__Supplied entries__.
Content starts

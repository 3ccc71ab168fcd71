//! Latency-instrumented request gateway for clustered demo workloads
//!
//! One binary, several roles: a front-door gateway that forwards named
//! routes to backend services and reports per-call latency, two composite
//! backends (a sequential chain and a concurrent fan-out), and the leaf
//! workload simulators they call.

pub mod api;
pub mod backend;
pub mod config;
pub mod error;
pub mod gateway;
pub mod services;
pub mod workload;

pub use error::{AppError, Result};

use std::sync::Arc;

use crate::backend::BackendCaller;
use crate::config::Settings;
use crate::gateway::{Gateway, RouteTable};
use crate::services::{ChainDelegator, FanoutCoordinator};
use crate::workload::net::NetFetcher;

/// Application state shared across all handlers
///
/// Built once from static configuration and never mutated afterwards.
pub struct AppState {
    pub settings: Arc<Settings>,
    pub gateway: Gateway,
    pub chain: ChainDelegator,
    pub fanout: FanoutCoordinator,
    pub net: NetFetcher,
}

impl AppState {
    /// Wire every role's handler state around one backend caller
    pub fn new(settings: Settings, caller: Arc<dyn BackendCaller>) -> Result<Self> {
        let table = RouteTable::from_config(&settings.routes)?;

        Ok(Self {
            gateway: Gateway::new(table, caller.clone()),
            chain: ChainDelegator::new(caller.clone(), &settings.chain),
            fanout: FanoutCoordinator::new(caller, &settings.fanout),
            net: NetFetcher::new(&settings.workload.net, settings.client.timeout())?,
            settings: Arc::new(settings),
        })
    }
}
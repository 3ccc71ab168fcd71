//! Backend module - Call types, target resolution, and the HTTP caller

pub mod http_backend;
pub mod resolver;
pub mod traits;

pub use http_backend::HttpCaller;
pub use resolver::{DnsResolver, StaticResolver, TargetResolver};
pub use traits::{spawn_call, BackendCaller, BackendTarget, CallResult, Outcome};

Content ends

__Your assignment__. Each of the entries above should be written out again exactly.

__Exercise result__.
repository 3ccc71ab168fcd71
//! Latency-instrumented request gateway for clustered demo workloads
//!
//! One binary, several roles: a front-door gateway that forwards named
//! routes to backend services and reports per-call latency, two composite
//! backends (a sequential chain and a concurrent fan-out), and the leaf
//! workload simulators they call.

pub mod api;
pub mod backend;
pub mod config;
pub mod error;
pub mod gateway;
pub mod services;
pub mod workload;

pub use error::{AppError, Result};

use std::sync::Arc;

use crate::backend::BackendCaller;
use crate::config::Settings;
use crate::gateway::{Gateway, RouteTable};
use crate::services::{ChainDelegator, FanoutCoordinator};
use crate::workload::net::NetFetcher;

/// Application state shared across all handlers
///
/// Built once from static configuration and never mutated afterwards.
pub struct AppState {
    pub settings: Arc<Settings>,
    pub gateway: Gateway,
    pub chain: ChainDelegator,
    pub fanout: FanoutCoordinator,
    pub net: NetFetcher,
}

impl AppState {
    /// Wire every role's handler state around one backend caller
    pub fn new(settings: Settings, caller: Arc<dyn BackendCaller>) -> Result<Self> {
        let table = RouteTable::from_config(&settings.routes)?;

        Ok(Self {
            gateway: Gateway::new(table, caller.clone()),
            chain: ChainDelegator::new(caller.clone(), &settings.chain),
            fanout: FanoutCoordinator::new(caller, &settings.fanout),
            net: NetFetcher::new(&settings.workload.net, settings.client.timeout())?,
            settings: Arc::new(settings),
        })
    }
}
repository 3ccc71ab168fcd71
//! Backend module - Call types, target resolution, and the HTTP caller

pub mod http_backend;
pub mod resolver;
pub mod traits;

pub use http_backend::HttpCaller;
pub use resolver::{DnsResolver, StaticResolver, TargetResolver};
pub use traits::{spawn_call, BackendCaller, BackendTarget, CallResult, Outcome};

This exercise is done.